Part of the reason for this, is my childhood culinary education. It was limited to learning how to prepare a pot of tea, and serving it with milk and sugar. Through observation, I also learned to fry an egg. I would however, like to thank my maternal Grandmother, Jane Andison (nee Briggs, 1880 – 1972) for teaching me how to bake bread. Another part of this challenge is an inability to understand the details of a meal preparation timeline. I have a theoretical appreciation of it as a process with several finishing lines, commonly involving the serving of courses, as in appetizers, main course and desert with coffee or tea. A main course may involve up to several distinct dishes, using an assortment of animal, vegetable and fungal (mushroom) ingredients. Each dish has its own duration, in terms of preparation time and cooking time.
Over the past forty years, I have learned some basic skills. Main courses with three dishes, are no longer an insurmountably problem. Typically, at least for someone with my qualifications, there will be, at most, one desert. No appetizer will be offered.
This complexity means that for a given meal there will be numerous start times for the various dishes, and a limited number of locations (6 in total: 4 on the stove top, one in the oven, and one in the microwave oven) to cook them. Everything has to be planned. Some of the equipment may have to be washed up to several times, which adds yet another level/ dimension to the confusion.
Len Deighton (1929 – ) originally drew cookstrips as instructions to himself to prevent his expensive cookbooks from becoming dirty. Ray Hawkey, a graphics designer for The Observer, noticed some of these cookstrips in Deighton’s kitchen. The first cookstrip, Cooking Beef: Part 1, appeared in The Observer on 1962-03-18. They became part of its magazine-like look. An initial commitment for six strips was soon extended to 50. The last cookstrip in this series appeared on 1966-08-07.
These cookstrips were then recycled into Len Deighton’s French Cooking for Men: 50 Classic Cookstrips for Today’s Action Men. The first edition appeared in 1965, timed to coincide with the release of The Ipcress File film. In the film, a cookstrip appears on the wall behind the protagonist, Harry Palmer, played by Michael Cain, who appears to crack eggs with one hand. In reality the hands cracking the eggs belonged to Deighton.
A new, redesigned and updated edition of this book was republished 2020-02-01 in paperback. The publisher, HarperCollins, claimed that it, “will solve the mysteries of French cuisine and unlock the key to 500 memorable dishes.” This version is currently out of print.
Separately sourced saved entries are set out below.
//! Service configuration.
//!
//! Configuration is layered: built-in defaults, then an optional TOML file,
//! then environment variables.  [`ServiceConfig::normalize`] runs last and
//! repairs out-of-range values, logging every correction.
//!
//! A missing credential is deliberately not an error here.  The service
//! starts without one and every completion call fails fast instead.

use std::path::Path;

use serde::{Deserialize, Serialize};
use tracing::{info, warn};

use crate::error::{AgentError, Result};
use crate::llm::client::{DEFAULT_BASE_URL, DEFAULT_MAX_TOKENS, DEFAULT_MODEL, DEFAULT_TEMPERATURE};
use crate::llm::LlmClientConfig;

// ---------------------------------------------------------------------------
// Environment variable names
// ---------------------------------------------------------------------------

pub const ENV_API_KEY: &str = "DEEPSEEK_API_KEY";
pub const ENV_BASE_URL: &str = "DEEPSEEK_BASE_URL";
pub const ENV_MODEL: &str = "DEEPSEEK_MODEL";
pub const ENV_CONFIDENCE_THRESHOLD: &str = "INTENTFLOW_CONFIDENCE_THRESHOLD";
pub const ENV_BIND_ADDR: &str = "INTENTFLOW_BIND_ADDR";
pub const ENV_PORT: &str = "INTENTFLOW_PORT";

/// Default minimum confidence for a positive intent verdict.
pub const DEFAULT_CONFIDENCE_THRESHOLD: f64 = 0.8;

// ---------------------------------------------------------------------------
// Sections
// ---------------------------------------------------------------------------

/// Intent classification settings.
#[derive(Debug, Clone, Serialize, Deserialize)]
#[serde(default)]
pub struct IntentSettings {
    /// A raw positive claim only survives gating at or above this value.
    pub confidence_threshold: f64,
}

impl Default for IntentSettings {
    fn default() -> Self {
        Self {
            confidence_threshold: DEFAULT_CONFIDENCE_THRESHOLD,
        }
    }
}

/// Plan decomposition settings.
#[derive(Debug, Clone, Serialize, Deserialize)]
#[serde(default)]
pub struct DecompositionSettings {
    /// Upper bound on steps requested from the model.
    pub max_steps: usize,
    /// Upper bound on variables requested from the model.
    pub variable_limit: usize,
}

impl Default for DecompositionSettings {
    fn default() -> Self {
        Self {
            max_steps: 10,
            variable_limit: 20,
        }
    }
}

/// HTTP listener settings.
#[derive(Debug, Clone, Serialize, Deserialize)]
#[serde(default)]
pub struct ServerSettings {
    pub bind_addr: String,
    pub port: u16,
}

impl Default for ServerSettings {
    fn default() -> Self {
        Self {
            bind_addr: "127.0.0.1".into(),
            port: 8080,
        }
    }
}

// ---------------------------------------------------------------------------
// Root configuration
// ---------------------------------------------------------------------------

/// Complete configuration for the service.
#[derive(Debug, Clone, Default, Serialize, Deserialize)]
#[serde(default)]
pub struct ServiceConfig {
    pub llm: LlmClientConfig,
    pub intent: IntentSettings,
    pub decomposition: DecompositionSettings,
    pub server: ServerSettings,
}

impl ServiceConfig {
    /// Load configuration from an optional TOML file plus the process
    /// environment, then normalize it.
    pub fn load(path: Option<&Path>) -> Result<Self> {
        Self::load_with(path, |key| std::env::var(key).ok())
    }

    /// Like [`load`](Self::load), reading overrides from `lookup` instead of
    /// the process environment.
    pub fn load_with<F>(path: Option<&Path>, lookup: F) -> Result<Self>
    where
        F: Fn(&str) -> Option<String>,
    {
        let mut config = match path {
            Some(path) => Self::from_file(path)?,
            None => Self::default(),
        };
        config.apply_env_overrides(lookup);
        config.normalize();
        Ok(config)
    }

    /// Read and parse a TOML configuration file.
    pub fn from_file(path: &Path) -> Result<Self> {
        let content = std::fs::read_to_string(path).map_err(|e| AgentError::ConfigError {
            reason: format!("failed to read config file {}: {e}", path.display()),
        })?;
        let config = Self::from_toml_str(&content)?;
        info!(path = %path.display(), "configuration loaded from file");
        Ok(config)
    }

    /// Parse configuration from TOML text.  Absent sections and keys keep
    /// their defaults.
    pub fn from_toml_str(content: &str) -> Result<Self> {
        toml::from_str(content).map_err(|e| AgentError::ConfigError {
            reason: format!("failed to parse TOML config: {e}"),
        })
    }

    /// Overlay values from the environment.
    ///
    /// `lookup` abstracts `std::env::var` so callers (and tests) can supply
    /// their own source.  Blank values are ignored; unparseable numbers are
    /// logged and ignored.
    pub fn apply_env_overrides<F>(&mut self, lookup: F)
    where
        F: Fn(&str) -> Option<String>,
    {
        let get = |key: &str| lookup(key).filter(|v| !v.trim().is_empty());

        if let Some(key) = get(ENV_API_KEY) {
            self.llm.api_key = Some(key);
        }
        if let Some(url) = get(ENV_BASE_URL) {
            self.llm.base_url = url;
        }
        if let Some(model) = get(ENV_MODEL) {
            self.llm.model_name = model;
        }
        if let Some(raw) = get(ENV_CONFIDENCE_THRESHOLD) {
            match raw.trim().parse::<f64>() {
                Ok(v) => self.intent.confidence_threshold = v,
                Err(e) => warn!(var = ENV_CONFIDENCE_THRESHOLD, value = %raw, error = %e, "ignoring unparseable override"),
            }
        }
        if let Some(addr) = get(ENV_BIND_ADDR) {
            self.server.bind_addr = addr;
        }
        if let Some(raw) = get(ENV_PORT) {
            match raw.trim().parse::<u16>() {
                Ok(v) => self.server.port = v,
                Err(e) => warn!(var = ENV_PORT, value = %raw, error = %e, "ignoring unparseable override"),
            }
        }
    }

    /// Replace missing or out-of-range values with defaults.
    pub fn normalize(&mut self) {
        let llm = &mut self.llm;

        if !llm.has_usable_api_key() {
            warn!(
                "completion API key is not configured; set {ENV_API_KEY}. \
                 The service will start but classification and decomposition will degrade"
            );
        }

        if llm.base_url.trim().is_empty() {
            llm.base_url = DEFAULT_BASE_URL.to_owned();
            warn!(base_url = %llm.base_url, "using default completion base URL");
        }
        let trimmed = llm.base_url.trim().trim_end_matches('/').to_owned();
        llm.base_url = trimmed;

        if llm.model_name.trim().is_empty() {
            llm.model_name = DEFAULT_MODEL.to_owned();
            warn!(model = %llm.model_name, "using default model");
        }

        if !(0.0..=2.0).contains(&llm.temperature) {
            warn!(temperature = llm.temperature, "temperature out of range, using default");
            llm.temperature = DEFAULT_TEMPERATURE;
        }

        if llm.max_tokens == 0 {
            llm.max_tokens = DEFAULT_MAX_TOKENS;
            warn!(max_tokens = llm.max_tokens, "using default max_tokens");
        }

        let defaults = DecompositionSettings::default();
        if self.decomposition.max_steps == 0 {
            warn!(max_steps = defaults.max_steps, "max_steps must be positive, using default");
            self.decomposition.max_steps = defaults.max_steps;
        }
        if self.decomposition.variable_limit == 0 {
            warn!(variable_limit = defaults.variable_limit, "variable_limit must be positive, using default");
            self.decomposition.variable_limit = defaults.variable_limit;
        }

        let threshold = self.intent.confidence_threshold;
        if !(0.0..=1.0).contains(&threshold) {
            warn!(threshold, "confidence threshold out of range, using default");
            self.intent.confidence_threshold = DEFAULT_CONFIDENCE_THRESHOLD;
        }

        info!(
            base_url = %self.llm.base_url,
            model = %self.llm.model_name,
            temperature = self.llm.temperature,
            max_tokens = self.llm.max_tokens,
            threshold = self.intent.confidence_threshold,
            "configuration validated"
        );
    }
}

// ---------------------------------------------------------------------------
// Tests
// ---------------------------------------------------------------------------
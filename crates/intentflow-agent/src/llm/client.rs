//! Completion gateway.
//!
//! [`CompletionGateway`] is the single capability the rest of the system
//! needs from a language model: prompt in, raw reply text out.  [`LlmClient`]
//! implements it against an OpenAI-compatible **Chat Completions** endpoint
//! (DeepSeek by default).
//!
//! The client makes exactly one attempt per call.  There is no retry and no
//! streaming; callers decide how to degrade on failure.

use std::fmt;
use std::time::Duration;

use async_trait::async_trait;
use reqwest::header::{AUTHORIZATION, CONTENT_TYPE, HeaderMap, HeaderValue};
use serde::{Deserialize, Serialize};
use tracing::{debug, error, info};

use crate::error::{AgentError, Result};
use crate::llm::types::{ChatCompletion, ChatRequest, Message};

// ---------------------------------------------------------------------------
// Constants
// ---------------------------------------------------------------------------

/// Default API base URL.
pub const DEFAULT_BASE_URL: &str = "https://api.deepseek.com/v1";

/// Default model identifier.
pub const DEFAULT_MODEL: &str = "deepseek-chat";

/// Default sampling temperature.
pub const DEFAULT_TEMPERATURE: f64 = 0.7;

/// Default completion budget.
pub const DEFAULT_MAX_TOKENS: u32 = 2000;

/// Default per-call timeout in seconds.
pub const DEFAULT_TIMEOUT_SECS: u64 = 30;

/// Credentials containing this marker are treated as unset.
const PLACEHOLDER_MARKER: &str = "placeholder";

// ---------------------------------------------------------------------------
// Gateway trait
// ---------------------------------------------------------------------------

/// A text-completion capability.
///
/// Implementations must be safe to share across concurrent requests.
#[async_trait]
pub trait CompletionGateway: Send + Sync {
    /// Send `prompt` as a single user turn and return the model's raw reply.
    ///
    /// # Errors
    ///
    /// - [`AgentError::UpstreamUnavailable`] when no usable credential is set
    ///   (no network call is made).
    /// - [`AgentError::UpstreamError`] on transport failure or non-success status.
    /// - [`AgentError::UpstreamMalformed`] when a success response has no usable choice.
    async fn complete(&self, prompt: &str) -> Result<String>;
}

// ---------------------------------------------------------------------------
// Client configuration
// ---------------------------------------------------------------------------

/// Connection settings for the completion endpoint (the `[llm]` config section).
#[derive(Clone, Serialize, Deserialize)]
#[serde(default)]
pub struct LlmClientConfig {
    /// Base URL; the client appends `/chat/completions`.
    pub base_url: String,
    /// Bearer credential.
    pub api_key: Option<String>,
    /// Model identifier sent with every request.
    pub model_name: String,
    /// Sampling temperature.
    pub temperature: f64,
    /// Maximum tokens per reply.
    pub max_tokens: u32,
    /// Whole-request timeout in seconds.
    pub timeout_secs: u64,
}

impl Default for LlmClientConfig {
    fn default() -> Self {
        Self {
            base_url: DEFAULT_BASE_URL.to_owned(),
            api_key: None,
            model_name: DEFAULT_MODEL.to_owned(),
            temperature: DEFAULT_TEMPERATURE,
            max_tokens: DEFAULT_MAX_TOKENS,
            timeout_secs: DEFAULT_TIMEOUT_SECS,
        }
    }
}

impl fmt::Debug for LlmClientConfig {
    fn fmt(&self, f: &mut fmt::Formatter<'_>) -> fmt::Result {
        f.debug_struct("LlmClientConfig")
            .field("base_url", &self.base_url)
            .field("api_key", &self.api_key.as_ref().map(|_| "<redacted>"))
            .field("model_name", &self.model_name)
            .field("temperature", &self.temperature)
            .field("max_tokens", &self.max_tokens)
            .field("timeout_secs", &self.timeout_secs)
            .finish()
    }
}

impl LlmClientConfig {
    /// Configuration for an OpenAI-compatible endpoint at `base_url`.
    pub fn openai_compatible(
        api_key: impl Into<String>,
        model: impl Into<String>,
        base_url: impl Into<String>,
    ) -> Self {
        Self {
            base_url: base_url.into(),
            api_key: Some(api_key.into()),
            model_name: model.into(),
            ..Self::default()
        }
    }

    /// The credential, if it is present, non-blank, and not a placeholder.
    pub fn usable_api_key(&self) -> Option<&str> {
        self.api_key
            .as_deref()
            .map(str::trim)
            .filter(|k| !k.is_empty() && !k.contains(PLACEHOLDER_MARKER))
    }

    /// Whether [`usable_api_key`](Self::usable_api_key) would return a value.
    pub fn has_usable_api_key(&self) -> bool {
        self.usable_api_key().is_some()
    }

    /// Full URL of the chat-completions endpoint.
    pub fn endpoint(&self) -> String {
        format!("{}/chat/completions", self.base_url.trim_end_matches('/'))
    }
}

// ---------------------------------------------------------------------------
// Client
// ---------------------------------------------------------------------------

/// HTTP client for an OpenAI-compatible chat-completions endpoint.
#[derive(Debug, Clone)]
pub struct LlmClient {
    config: LlmClientConfig,
    http: reqwest::Client,
}

impl LlmClient {
    /// Create a new client.
    ///
    /// A missing credential is accepted here; it is reported on every
    /// [`complete`](CompletionGateway::complete) call instead.
    pub fn new(config: LlmClientConfig) -> Result<Self> {
        let http = reqwest::Client::builder()
            .timeout(Duration::from_secs(config.timeout_secs))
            .build()
            .map_err(|e| AgentError::UpstreamError {
                reason: format!("failed to build HTTP client: {e}"),
            })?;

        Ok(Self { config, http })
    }

    /// Whether the client holds a usable credential.
    pub fn is_configured(&self) -> bool {
        self.config.has_usable_api_key()
    }

    /// Build the request body for a single-turn prompt.
    pub fn build_request(&self, prompt: &str) -> ChatRequest {
        ChatRequest {
            model: self.config.model_name.clone(),
            messages: vec![Message::user(prompt)],
            temperature: self.config.temperature,
            max_tokens: self.config.max_tokens,
        }
    }

    /// Send the request to the chat-completions endpoint.
    async fn send(&self, api_key: &str, request: &ChatRequest) -> Result<reqwest::Response> {
        let url = self.config.endpoint();

        let mut headers = HeaderMap::new();
        headers.insert(
            AUTHORIZATION,
            HeaderValue::from_str(&format!("Bearer {api_key}")).map_err(|e| {
                AgentError::UpstreamError {
                    reason: format!("invalid authorization header: {e}"),
                }
            })?,
        );
        headers.insert(CONTENT_TYPE, HeaderValue::from_static("application/json"));

        debug!(url = %url, model = %request.model, "sending completion request");

        let resp = self
            .http
            .post(&url)
            .headers(headers)
            .json(request)
            .send()
            .await?;
        Ok(resp)
    }
}

#[async_trait]
impl CompletionGateway for LlmClient {
    async fn complete(&self, prompt: &str) -> Result<String> {
        info!(prompt_len = prompt.chars().count(), "calling completion endpoint");

        let Some(api_key) = self.config.usable_api_key() else {
            error!("completion API key is not configured");
            return Err(AgentError::UpstreamUnavailable {
                reason: "API key is not configured; set DEEPSEEK_API_KEY".into(),
            });
        };

        let request = self.build_request(prompt);
        let resp = self.send(api_key, &request).await?;

        let status = resp.status();
        let text = resp.text().await.map_err(|e| AgentError::UpstreamError {
            reason: format!("failed to read response body: {e}"),
        })?;

        info!(status = %status, "completion endpoint responded");

        if !status.is_success() {
            error!(status = %status, body = %text, "completion endpoint returned an error status");
            return Err(AgentError::UpstreamError {
                reason: format!("API returned {status}: {text}"),
            });
        }

        debug!(body = %text, "completion response body");
        parse_completion(&text)
    }
}

// ---------------------------------------------------------------------------
// Response parsing
// ---------------------------------------------------------------------------

/// Extract the first choice's text from a success response body.
pub fn parse_completion(body: &str) -> Result<String> {
    let completion: ChatCompletion =
        serde_json::from_str(body).map_err(|e| AgentError::UpstreamMalformed {
            reason: format!("invalid JSON envelope: {e}"),
        })?;

    if completion.choices.is_empty() {
        error!("completion response carried no choices");
        return Err(AgentError::UpstreamMalformed {
            reason: "response contained no choices".into(),
        });
    }

    let content = completion
        .first_content()
        .ok_or_else(|| AgentError::UpstreamMalformed {
            reason: "first choice carried no message content".into(),
        })?;

    if let Some(usage) = &completion.usage {
        debug!(
            prompt_tokens = ?usage.prompt_tokens,
            completion_tokens = ?usage.completion_tokens,
            total_tokens = ?usage.total_tokens,
            cache_hit = ?usage.prompt_cache_hit_tokens,
            cache_miss = ?usage.prompt_cache_miss_tokens,
            "completion token usage"
        );
    }

    info!(content_len = content.chars().count(), "completion call succeeded");
    Ok(content.to_owned())
}

// ---------------------------------------------------------------------------
// Tests
// ---------------------------------------------------------------------------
Illustrated cookstrips from Deighton and his son Alex, have re-emerged in the Observer more than 50 years after the original series. They were relaunched 2017-04-23: New cookstrips appear at about monthly intervals.
Unfortunately, even if I had purchased Deighton’s cookbook in my youth, 1965 – 1970, I doubt if it would have transformed me. Today, I am even less fond of excessive eating, and the consumption of alcohol, which seems to be an integral part of French cooking. However, the making of cookstrips with a focus on Scandinavian cuisine does hold appeal.
Sources
- A taste of the action: Len Deighton’s cult Sixties’ cookbook is back
- Len Deighton’s Observer cookstrips, Michael Caine and the 1960s
There will be a post about cooking once a month in 2022.
Cooking is a challenge that becomes easier with experience. At first one may need to write out a list of ingredients and the order in which to do things, but as you get more experience, it may all be done in the head. I often start with what time I want to serve the meal and work backwards to when things have to be started. For example, pasta that needs to be cooked for 10 minutes plus the time to heat the water (this has to be figured out on your stove), gives the time you need to turn the water on.
I would not recommend turning on all six items you mentioned at the same time. You may overload the circuits in the house and increase the electricity bill. Turn them on one at a time and once they are turned down, turn on the next one. It takes time and practice to get to know your stove and to know what level of heat you need to do various types of cooking.
Good luck with your cooking in the future, and not just writing about it.
Jane sent me some comments that I felt other people might appreciate:
The Len Deighton cookstrips you describe and picture remind me of the James Barber books published [in Canada]. Earliest, I think, was Ginger Tea Makes Friends. https://en.wikipedia.org/wiki/James_Barber_(author)
Thanks for making me hungry and for your practical suggestions, Trish.
A 20ish fellow asked for beginning cookbooks [at the library where I worked]. We found a few aimed at students. As we headed to the checkout I suggested each book would have a list of cooking tools he might need in his kitchen. His response was, “Do I need a kitchen?”